▶ [Work item] Go through the records and copy each line where the string "location" occurs.

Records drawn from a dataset
▽
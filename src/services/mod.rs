pub mod social_graph;
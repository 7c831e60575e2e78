use serde::{Deserialize, Serialize};
use utoipa::ToSchema;

#[derive(Debug, Serialize, Deserialize, ToSchema)]
pub struct ToggleLikeResponse {
    pub liked: bool,
}
//! Structured representations of the errors a GraphQL server reports on a
//! response envelope.
//!
//! [`GraphQLErrorList`] implements [`std::error::Error`], so it can flow
//! through any generic error channel (`Box<dyn Error>`, `?`, etc.) and still
//! be recovered with full structure by downcasting:
//!
//! ```
//! use graphql_errors::GraphQLError;
//! use graphql_errors::GraphQLErrorList;
//!
//! fn run() -> Result<(), Box<dyn std::error::Error + Send + Sync>> {
//!     Err(GraphQLErrorList::from(GraphQLError::new("Name is required")).into())
//! }
//!
//! let err = run().unwrap_err();
//! assert_eq!(err.to_string(), "graphql: Name is required");
//! if let Some(gql_errors) = err.downcast_ref::<GraphQLErrorList>() {
//!     for error in gql_errors {
//!         assert_eq!(error.message, "Name is required");
//!     }
//! }
//! ```

mod extension_value;
mod graphql_error;
mod graphql_error_list;
mod location;
mod path_segment;
#[cfg(feature = "json")]
pub mod response;
mod serde_helpers;

pub use extension_value::ExtensionValue;
pub use graphql_error::GraphQLError;
pub use graphql_error::GraphQLErrorExtensions;
pub use graphql_error_list::GraphQLErrorList;
pub use location::Location;
pub use path_segment::PathSegment;

#[cfg(test)]
mod tests;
△
▶ [Solution]
mod location;
pub use location::Location;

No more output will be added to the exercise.